Prima, quando indagati erano esponenti del centrodestra, era giusto che i magistrati esponessero alla tv le loro convinzioni, «perché c'era chi metteva in discussione l'indipendenza della magistratura». Naturalmente, che, col centrodestra, l'indipendenza della magistratura fosse in pericolo e ora, col centrosinistra, non lo sia, lo dicono sempre gli stessi. Quelli del luogo comune con eccezioni incorporate. Così, quando, il 14 luglio 1994, il pool di Mani pulite era andato in televisione a opporsi pubblicamente al decreto Biondi che tendeva a ridurre i termini della carcerazione preventiva, nessuno, nel centrosinistra e dai media ad esso contigui — nonché, ad essere precisi, anche in alcuni settori della stessa destra — aveva avuto alcunché da eccepire.
Anzi, tutti si erano schierati a fianco del pool.
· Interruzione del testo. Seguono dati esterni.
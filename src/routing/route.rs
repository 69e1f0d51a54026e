//! A single (method, pattern, handler) binding.

use std::fmt;
use std::str::FromStr;

use axum::http::Method;

use super::pattern::{MatchResult, PathPattern};
use crate::dispatch::Handler;

/// Method selector of a route.
#[derive(Debug, Clone, PartialEq, Eq)]
pub enum RouteMethod {
    /// Matches every method.
    All,
    Only(Method),
}

impl RouteMethod {
    pub fn matches(&self, method: &Method) -> bool {
        match self {
            RouteMethod::All => true,
            RouteMethod::Only(expected) => expected == method,
        }
    }
}

impl From<Method> for RouteMethod {
    fn from(method: Method) -> Self {
        RouteMethod::Only(method)
    }
}

impl FromStr for RouteMethod {
    type Err = axum::http::method::InvalidMethod;

    fn from_str(s: &str) -> Result<Self, Self::Err> {
        if s.eq_ignore_ascii_case("ALL") {
            return Ok(RouteMethod::All);
        }
        Method::from_bytes(s.to_ascii_uppercase().as_bytes()).map(RouteMethod::Only)
    }
}

impl fmt::Display for RouteMethod {
    fn fmt(&self, f: &mut fmt::Formatter<'_>) -> fmt::Result {
        match self {
            RouteMethod::All => f.write_str("ALL"),
            RouteMethod::Only(method) => f.write_str(method.as_str()),
        }
    }
}

/// An immutable route, created while a controller's initializer runs.
#[derive(Clone)]
pub struct Route {
    method: RouteMethod,
    path: String,
    pattern: PathPattern,
    handler: Handler,
    view_namespace: Option<String>,
}

impl Route {
    pub(crate) fn new(
        method: RouteMethod,
        pattern: PathPattern,
        handler: Handler,
        view_namespace: Option<String>,
    ) -> Self {
        Self {
            method,
            path: pattern.template().to_string(),
            pattern,
            handler,
            view_namespace,
        }
    }

    pub fn method(&self) -> &RouteMethod {
        &self.method
    }

    /// Full path template (prefix joined with the declared sub-path).
    pub fn path(&self) -> &str {
        &self.path
    }

    pub fn pattern(&self) -> &PathPattern {
        &self.pattern
    }

    pub fn handler(&self) -> &Handler {
        &self.handler
    }

    pub fn view_namespace(&self) -> Option<&str> {
        self.view_namespace.as_deref()
    }

    /// Test `method` and `path` (query already removed).
    pub fn matches(&self, method: &Method, path: &str) -> Option<MatchResult> {
        if !self.method.matches(method) {
            return None;
        }
        let result = self.pattern.matches(path);
        result.is_match.then_some(result)
    }
}

impl fmt::Debug for Route {
    fn fmt(&self, f: &mut fmt::Formatter<'_>) -> fmt::Result {
        f.debug_struct("Route")
            .field("method", &self.method)
            .field("path", &self.path)
            .field("view_namespace", &self.view_namespace)
            .finish_non_exhaustive()
    }
}

#[cfg(test)]
mod tests {
    use super::*;

    fn route(method: RouteMethod, template: &str) -> Route {
        Route::new(
            method,
            PathPattern::compile(template, false).unwrap(),
            Handler::new(|_cx, _next| Box::pin(async { Ok(()) })),
            None,
        )
    }

    #[test]
    fn test_all_matches_any_method() {
        let r = route(RouteMethod::All, "/x");
        assert!(r.matches(&Method::GET, "/x").is_some());
        assert!(r.matches(&Method::DELETE, "/x").is_some());
    }

    #[test]
    fn test_method_mismatch() {
        let r = route(Method::POST.into(), "/x");
        assert!(r.matches(&Method::GET, "/x").is_none());
        assert!(r.matches(&Method::POST, "/x").is_some());
    }

    #[test]
    fn test_method_parsing() {
        assert_eq!("all".parse::<RouteMethod>().unwrap(), RouteMethod::All);
        assert_eq!(
            "get".parse::<RouteMethod>().unwrap(),
            RouteMethod::Only(Method::GET)
        );
        assert_eq!(RouteMethod::All.to_string(), "ALL");
    }
}
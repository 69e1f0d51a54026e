//! Lifecycle management subsystem.
//!
//! # Data Flow
//! ```text
//! Status (status.rs):
//!     Created → Started (App::start) → Ended (App::shutdown)
//!
//! Shutdown (shutdown.rs):
//!     trigger → server stops accepting → in-flight requests drain
//!             → App::shutdown publishes APP:ENDING / APP:ENDED
//!
//! Signals (signals.rs):
//!     SIGTERM/SIGINT → Shutdown::trigger
//! ```
//!
//! # Design Decisions
//! - Status is an atomic byte so readers never lock
//! - One broadcast channel fans shutdown out to every task

pub mod shutdown;
pub mod signals;
pub mod status;

pub use shutdown::Shutdown;
pub use signals::{shutdown_signal, spawn_signal_listener};
pub use status::AppStatus;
Che chiedeva di fatto e in diritto di poter continuare a utilizzare la carcerazione preventiva come la ruota medievale. Per strappare agli inquisiti una confessione. Su queste stesse colonne avevo scritto che gli uomini del pool avrebbero dovuto dimettersi, invece di contestare pubblicamente il Parlamento, se ritenevano di non poterne applicare un provvedimento che, oltre tutto, (re)introduceva nel nostro ordinamento un principio dell'Habeas corpus. Oggi, il dottor Luigi de Magistris — il magistrato di Catanzaro che indaga su un supposto comitato d'affari che avrebbe gestito illecitamente i fondi dell'Unione europea e, fra gli altri, ha iscritto nel registro degli indagati addirittura il ministro della Giustizia—e la dottoressa Clementina Forleo, il magistrato di Milano che si occupa della scalata di Unipol alla Banca nazionale del lavoro, vanno in televisione, come allora il pool di Milano, a esporre le loro convinzioni e a denunciare supposte pressioni politiche sull'indipendenza della magistratura.
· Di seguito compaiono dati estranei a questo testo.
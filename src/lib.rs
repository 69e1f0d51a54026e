//! HTTP request-dispatch core.
//!
//! # Architecture Overview
//!
//! ```text
//!     Controller[] ──▶ Router ──▶ Route[] ──▶ DispatchTable (atomic swap)
//!                                                  │
//!     Request ──▶ http::server ──▶ App::handle ──▶ DispatchEngine
//!                                                  │   cursor, Next,
//!                                                  │   NOT_FOUND / INTERNAL
//!     Response ◀── http::server ◀── RequestContext ◀┘
//!
//!     EventBus: APP:*, ROUTES:*, REQUEST:*, CONTROLLER:REGISTERED
//! ```

// Core subsystems
pub mod app;
pub mod dispatch;
pub mod events;
pub mod routing;

// Transport adapter
pub mod http;

// Cross-cutting concerns
pub mod config;
pub mod lifecycle;
pub mod observability;

pub use app::App;
pub use config::schema::{AppConfig, DispatchConfig, Environment};
pub use dispatch::{
    DispatchEngine, DispatchState, ErrorSlot, Handler, HandlerError, HandlerResult, Next,
    RequestContext,
};
pub use events::{EventBus, EventDetails, EventKey};
pub use http::{HttpServer, Request, Response};
pub use lifecycle::Shutdown;
pub use routing::{Controller, DispatchTable, Route, RouteMethod, Router, RoutingError};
Ma gli interventi di uomini politici del centrosinistra e dei media ad esso contigui si sprecano nel raccomandare il rispetto della regola della riservatezza da parte dei due magistrati. Luciano Violante, punto di riferimento da anni del «partito dei giudici», ha dichiarato a Lucia Annunziata che «La Forleo e De Magistris hanno sbagliato ad andare ad Anno zero per cercare consenso», sostenendo che è la prima volta che si pone un caso del genere e che lui comunque aveva sempre criticato questi comportamenti. Affermazione che ha provocato stupore nell’intervistatrice e credo in tutti coloro che hanno assistito alla trasmissione.
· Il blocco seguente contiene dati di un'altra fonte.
//! Route declaration under a path prefix.
//!
//! # Responsibilities
//! - Join the controller prefix with each declared sub-path
//! - Compile the joined template eagerly
//! - Keep routes in declaration order
//!
//! # Design Decisions
//! - One Router per controller invocation, discarded after the build
//! - Append-only: routes cannot be removed or reordered
//! - Compile errors surface while the table is built, never on dispatch

use axum::http::Method;
use futures_util::future::BoxFuture;

use super::error::RoutingError;
use super::pattern::{collapse_separators, PathPattern};
use super::route::{Route, RouteMethod};
use crate::dispatch::{Handler, HandlerResult, Next, RequestContext};

/// Builder collecting routes for one controller.
#[derive(Debug)]
pub struct Router {
    prefix: String,
    case_insensitive: bool,
    view_namespace: Option<String>,
    routes: Vec<Route>,
}

impl Router {
    /// A router with case-insensitive matching and no namespace.
    pub fn new(prefix: impl Into<String>) -> Self {
        Self::with_options(prefix, true, None)
    }

    pub(crate) fn with_options(
        prefix: impl Into<String>,
        case_insensitive: bool,
        view_namespace: Option<String>,
    ) -> Self {
        Self {
            prefix: prefix.into(),
            case_insensitive,
            view_namespace,
            routes: Vec::new(),
        }
    }

    pub fn prefix(&self) -> &str {
        &self.prefix
    }

    /// Declare a route for `method` at `sub_path`.
    pub fn on(
        &mut self,
        method: impl Into<RouteMethod>,
        sub_path: &str,
        handler: Handler,
    ) -> Result<&mut Self, RoutingError> {
        let path = join_paths(&self.prefix, sub_path);
        let pattern = PathPattern::compile(&path, self.case_insensitive)?;
        let method = method.into();

        tracing::trace!(method = %method, path = %path, "Route declared");
        self.routes.push(Route::new(
            method,
            pattern,
            handler,
            self.view_namespace.clone(),
        ));
        Ok(self)
    }

    /// Register a handler for every method.
    pub fn all<F>(&mut self, path: &str, handler: F) -> Result<&mut Self, RoutingError>
    where
        F: for<'a> Fn(&'a mut RequestContext, Next) -> BoxFuture<'a, HandlerResult>
            + Send
            + Sync
            + 'static,
    {
        self.on(RouteMethod::All, path, Handler::new(handler))
    }

    /// Register a handler for GET requests.
    pub fn get<F>(&mut self, path: &str, handler: F) -> Result<&mut Self, RoutingError>
    where
        F: for<'a> Fn(&'a mut RequestContext, Next) -> BoxFuture<'a, HandlerResult>
            + Send
            + Sync
            + 'static,
    {
        self.on(Method::GET, path, Handler::new(handler))
    }

    /// Register a handler for HEAD requests.
    pub fn head<F>(&mut self, path: &str, handler: F) -> Result<&mut Self, RoutingError>
    where
        F: for<'a> Fn(&'a mut RequestContext, Next) -> BoxFuture<'a, HandlerResult>
            + Send
            + Sync
            + 'static,
    {
        self.on(Method::HEAD, path, Handler::new(handler))
    }

    /// Register a handler for OPTIONS requests.
    pub fn options<F>(&mut self, path: &str, handler: F) -> Result<&mut Self, RoutingError>
    where
        F: for<'a> Fn(&'a mut RequestContext, Next) -> BoxFuture<'a, HandlerResult>
            + Send
            + Sync
            + 'static,
    {
        self.on(Method::OPTIONS, path, Handler::new(handler))
    }

    /// Register a handler for POST requests.
    pub fn post<F>(&mut self, path: &str, handler: F) -> Result<&mut Self, RoutingError>
    where
        F: for<'a> Fn(&'a mut RequestContext, Next) -> BoxFuture<'a, HandlerResult>
            + Send
            + Sync
            + 'static,
    {
        self.on(Method::POST, path, Handler::new(handler))
    }

    /// Register a handler for PUT requests.
    pub fn put<F>(&mut self, path: &str, handler: F) -> Result<&mut Self, RoutingError>
    where
        F: for<'a> Fn(&'a mut RequestContext, Next) -> BoxFuture<'a, HandlerResult>
            + Send
            + Sync
            + 'static,
    {
        self.on(Method::PUT, path, Handler::new(handler))
    }

    /// Register a handler for PATCH requests.
    pub fn patch<F>(&mut self, path: &str, handler: F) -> Result<&mut Self, RoutingError>
    where
        F: for<'a> Fn(&'a mut RequestContext, Next) -> BoxFuture<'a, HandlerResult>
            + Send
            + Sync
            + 'static,
    {
        self.on(Method::PATCH, path, Handler::new(handler))
    }

    /// Register a handler for DELETE requests.
    pub fn delete<F>(&mut self, path: &str, handler: F) -> Result<&mut Self, RoutingError>
    where
        F: for<'a> Fn(&'a mut RequestContext, Next) -> BoxFuture<'a, HandlerResult>
            + Send
            + Sync
            + 'static,
    {
        self.on(Method::DELETE, path, Handler::new(handler))
    }

    pub fn routes(&self) -> &[Route] {
        &self.routes
    }

    pub fn len(&self) -> usize {
        self.routes.len()
    }

    pub fn is_empty(&self) -> bool {
        self.routes.is_empty()
    }

    pub fn into_routes(self) -> Vec<Route> {
        self.routes
    }
}

/// `prefix + "/" + sub`, with repeated separators collapsed.
pub fn join_paths(prefix: &str, sub_path: &str) -> String {
    collapse_separators(&format!("{}/{}", prefix, sub_path))
}

#[cfg(test)]
mod tests {
    use super::*;

    fn noop() -> Handler {
        Handler::new(|_cx, _next| Box::pin(async { Ok(()) }))
    }

    #[test]
    fn test_join_paths() {
        assert_eq!(join_paths("/", "/"), "/");
        assert_eq!(join_paths("/", "home"), "/home");
        assert_eq!(join_paths("/api/", "/users/:id"), "/api/users/:id");
        assert_eq!(join_paths("/api", "users/"), "/api/users/");
        assert_eq!(join_paths("", "x"), "/x");
    }

    #[test]
    fn test_routes_keep_declaration_order() {
        let mut router = Router::new("/api");
        router
            .get("/a", |_cx, _next| Box::pin(async { Ok(()) }))
            .unwrap()
            .post("/b", |_cx, _next| Box::pin(async { Ok(()) }))
            .unwrap()
            .on(RouteMethod::All, "/c", noop())
            .unwrap();

        let paths: Vec<_> = router.routes().iter().map(|r| r.path().to_string()).collect();
        assert_eq!(paths, vec!["/api/a", "/api/b", "/api/c"]);
        assert_eq!(router.routes()[1].method(), &RouteMethod::Only(Method::POST));
        assert_eq!(router.routes()[2].method(), &RouteMethod::All);
    }

    #[test]
    fn test_routes_inherit_namespace_and_case() {
        let mut router = Router::with_options("/", false, Some("views".into()));
        router.on(Method::GET, "/Home", noop()).unwrap();

        let route = &router.routes()[0];
        assert_eq!(route.view_namespace(), Some("views"));
        assert!(!route.pattern().is_case_insensitive());
        assert!(route.matches(&Method::GET, "/home").is_none());
        assert!(route.matches(&Method::GET, "/Home").is_some());
    }

    #[test]
    fn test_default_router_ignores_case() {
        let mut router = Router::new("/");
        router.on(Method::GET, "/Home", noop()).unwrap();
        assert!(router.routes()[0].matches(&Method::GET, "/HOME").is_some());
    }
}
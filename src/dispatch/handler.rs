//! Route handlers, the continuation capability and error-handler slots.
//!
//! # Handler Contract
//! ```text
//! handler(&mut RequestContext, Next) -> future of Result<(), HandlerError>
//!
//! Ok(())  + next.proceed()   → scan continues after the current route
//! Ok(())  + next.fail(err)   → INTERNAL error handler
//! Ok(())  + Next dropped     → request done
//! Err(e)                     → INTERNAL error handler (wins over Next)
//! panic                      → INTERNAL error handler
//! ```
//!
//! # Design Decisions
//! - `Next` reports through a one-shot message read after the handler's
//!   future resolves; a continuation resolved later is discarded
//! - All work a handler starts must finish before its future resolves

use std::fmt;
use std::sync::Arc;

use axum::http::StatusCode;
use futures_util::future::BoxFuture;
use thiserror::Error;
use tokio::sync::oneshot;

use crate::config::Environment;
use crate::dispatch::context::RequestContext;

pub type HandlerResult = Result<(), HandlerError>;

type HandlerFn =
    dyn for<'a> Fn(&'a mut RequestContext, Next) -> BoxFuture<'a, HandlerResult> + Send + Sync;

/// Errors produced by handlers or by the engine on their behalf.
#[derive(Debug, Error)]
pub enum HandlerError {
    /// A handler reported a failure.
    #[error("{0}")]
    Failed(#[source] Box<dyn std::error::Error + Send + Sync>),

    /// A handler reported a failure as plain text.
    #[error("{0}")]
    Message(String),

    /// A handler panicked while running.
    #[error("handler panicked: {0}")]
    Panicked(String),

    /// No route matched.
    #[error("Resource Not Found: {0}")]
    NotFound(String),
}

impl HandlerError {
    pub fn msg(message: impl Into<String>) -> Self {
        HandlerError::Message(message.into())
    }

    pub fn new(error: impl Into<Box<dyn std::error::Error + Send + Sync>>) -> Self {
        HandlerError::Failed(error.into())
    }
}

impl From<std::io::Error> for HandlerError {
    fn from(e: std::io::Error) -> Self {
        HandlerError::new(e)
    }
}

impl From<serde_json::Error> for HandlerError {
    fn from(e: serde_json::Error) -> Self {
        HandlerError::new(e)
    }
}

/// What a handler asked the engine to do next.
#[derive(Debug)]
pub enum Continuation {
    Proceed,
    Fail(HandlerError),
}

/// Single-use capability to resume the dispatch chain.
#[derive(Debug)]
pub struct Next {
    tx: oneshot::Sender<Continuation>,
}

impl Next {
    pub(crate) fn channel() -> (Self, oneshot::Receiver<Continuation>) {
        let (tx, rx) = oneshot::channel();
        (Self { tx }, rx)
    }

    /// Continue with the next matching route.
    pub fn proceed(self) {
        self.resolve(Continuation::Proceed);
    }

    /// Abort the chain and route `error` to the INTERNAL handler.
    pub fn fail(self, error: HandlerError) {
        self.resolve(Continuation::Fail(error));
    }

    fn resolve(self, continuation: Continuation) {
        if let Err(late) = self.tx.send(continuation) {
            tracing::warn!(
                continuation = ?late,
                "Continuation resolved after its handler completed; ignoring"
            );
        }
    }
}

/// A shareable route handler.
#[derive(Clone)]
pub struct Handler {
    inner: Arc<HandlerFn>,
}

impl Handler {
    pub fn new<F>(f: F) -> Self
    where
        F: for<'a> Fn(&'a mut RequestContext, Next) -> BoxFuture<'a, HandlerResult>
            + Send
            + Sync
            + 'static,
    {
        Self { inner: Arc::new(f) }
    }

    pub(crate) fn call<'a>(
        &self,
        cx: &'a mut RequestContext,
        next: Next,
    ) -> BoxFuture<'a, HandlerResult> {
        (self.inner)(cx, next)
    }

    /// True if both refer to the same handler instance.
    pub fn ptr_eq(&self, other: &Handler) -> bool {
        std::ptr::eq(
            Arc::as_ptr(&self.inner) as *const (),
            Arc::as_ptr(&other.inner) as *const (),
        )
    }
}

impl fmt::Debug for Handler {
    fn fmt(&self, f: &mut fmt::Formatter<'_>) -> fmt::Result {
        f.debug_struct("Handler")
            .field("ptr", &(Arc::as_ptr(&self.inner) as *const ()))
            .finish()
    }
}

/// The two application-level error slots.
#[derive(Debug, Clone, Copy, PartialEq, Eq, Hash)]
pub enum ErrorSlot {
    NotFound,
    Internal,
}

impl fmt::Display for ErrorSlot {
    fn fmt(&self, f: &mut fmt::Formatter<'_>) -> fmt::Result {
        f.write_str(match self {
            ErrorSlot::NotFound => "NOT_FOUND",
            ErrorSlot::Internal => "INTERNAL",
        })
    }
}

pub type ErrorHandler = Arc<dyn Fn(&mut RequestContext) + Send + Sync>;

/// Handlers for the NOT_FOUND and INTERNAL slots.
#[derive(Clone)]
pub struct ErrorHandlers {
    not_found: ErrorHandler,
    internal: ErrorHandler,
}

impl ErrorHandlers {
    pub fn get(&self, slot: ErrorSlot) -> ErrorHandler {
        match slot {
            ErrorSlot::NotFound => self.not_found.clone(),
            ErrorSlot::Internal => self.internal.clone(),
        }
    }

    /// Replace the handler in `slot`.
    pub fn set(&mut self, slot: ErrorSlot, handler: ErrorHandler) {
        match slot {
            ErrorSlot::NotFound => self.not_found = handler,
            ErrorSlot::Internal => self.internal = handler,
        }
    }
}

impl Default for ErrorHandlers {
    fn default() -> Self {
        Self {
            not_found: Arc::new(default_not_found),
            internal: Arc::new(default_internal),
        }
    }
}

fn default_not_found(cx: &mut RequestContext) {
    if cx.last_error().is_none() {
        return;
    }
    let body = format!("Not Found: {}", cx.request.target());
    cx.response.set_status(StatusCode::NOT_FOUND).send(body);
}

fn default_internal(cx: &mut RequestContext) {
    let Some(error) = cx.last_error() else {
        return;
    };
    let body = match cx.environment() {
        Environment::Development => format!(
            "Internal Server Error at {}\n\n{}",
            cx.request.target(),
            error
        ),
        _ => format!("Internal Server Error: {}", cx.request.target()),
    };
    cx.response
        .set_status(StatusCode::INTERNAL_SERVER_ERROR)
        .send(body);
}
Meglio tardi che mai, si potrebbe dire. Peccato che il ritardo sia peloso, proprio come, allora, la prontezza nel sostenere il contrario. Detto questo, aggiungo che, così come non avevo condiviso quello del pool di Milano, non condivido il comportamento di De Magistris e della Forleo. Apprezzabile mi pare —anche se discutibile per i contenuti — la coerenza di un altro magistrato, Antonio Ingroia, di Palermo, sull’esistenza di non meglio identificati «poteri occulti », indipendentemente dal colore del governo, espressa anche durante le trasmissioni di Santoro. Difendere l'indipendenza della magistratura e, al tempo stesso, raccomandarne misura e riservatezza non è né di destra né di sinistra. Essere liberali è essere «altrove». (Corriere della Sera)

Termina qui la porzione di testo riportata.